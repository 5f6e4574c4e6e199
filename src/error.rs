//! Error types for MG400 channel operations

use thiserror::Error;

pub type Result<T> = std::result::Result<T, Mg400Error>;

#[derive(Error, Debug)]
pub enum Mg400Error {
    #[error("Connection failed: {0}")]
    Connection(String),

    #[error("Malformed reply ({reason}): {line:?}")]
    ProtocolParse { line: String, reason: String },

    #[error("Controller rejected {command} with status {code}")]
    CommandRejected { code: i32, command: String },

    #[error("{channel} channel failed {trials} consecutive times, giving up")]
    ChannelFatal { channel: &'static str, trials: u32 },

    #[error("Configuration error: {0}")]
    Config(String),

    #[error("Invalid argument: {0}")]
    InvalidArgument(String),

    #[error("No message registered for error id {0}")]
    UnknownErrorId(i64),

    #[error("IO error: {0}")]
    Io(#[from] std::io::Error),

    #[error("YAML parsing error: {0}")]
    Yaml(#[from] serde_yaml::Error),

    #[error("JSON parsing error: {0}")]
    Json(#[from] serde_json::Error),
}

impl Mg400Error {
    pub(crate) fn parse(line: &str, reason: impl Into<String>) -> Self {
        Mg400Error::ProtocolParse {
            line: line.to_string(),
            reason: reason.into(),
        }
    }

    /// True for failures that leave the socket unusable until reconnected.
    pub fn is_connection(&self) -> bool {
        matches!(self, Mg400Error::Connection(_) | Mg400Error::Io(_))
    }
}
//! Backend server
//!
//! The progress server: an Axum HTTP service that persists progress
//! documents as JSON files, streams file-change events to subscribers,
//! and keeps sync stamps on everything it touches.
//!
//! # Architecture
//!
//! - **`server`** - Configuration, shared state, startup wiring
//! - **`routes`** - Router assembly for the `/api/progress` surface
//! - **`progress`** - File store, save strategies, retention, handlers
//! - **`realtime`** - Event broadcasting, NDJSON subscriptions, polling
//! - **`error`** - `BackendError` and its HTTP conversion
//!
//! State is one cheaply cloneable `AppState`; concurrent access goes
//! through the filesystem and a `tokio::sync::broadcast` channel rather
//! than shared in-memory documents.

/// Server setup and configuration
pub mod server;

/// Route configuration
pub mod routes;

/// Progress storage and handlers
pub mod progress;

/// Real-time update system
pub mod realtime;

/// Backend error types
pub mod error;

pub use error::BackendError;
pub use server::{create_app, AppState, ServerConfig};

PROBLEM REQUIREMENTS - When copying the data above, please keep exactly the lines from its first line through the line with "consecutive times, giving", both ends included, and drop the rest.

ANSWER FOR THE TASK -
repository 5f6e4574c4e6e199
filename src/error.rs
//! Error types for MG400 channel operations

use thiserror::Error;

pub type Result<T> = std::result::Result<T, Mg400Error>;

#[derive(Error, Debug)]
pub enum Mg400Error {
    #[error("Connection failed: {0}")]
    Connection(String),

    #[error("Malformed reply ({reason}): {line:?}")]
    ProtocolParse { line: String, reason: String },

    #[error("Controller rejected {command} with status {code}")]
    CommandRejected { code: i32, command: String },

    #[error("{channel} channel failed {trials} consecutive times, giving up")]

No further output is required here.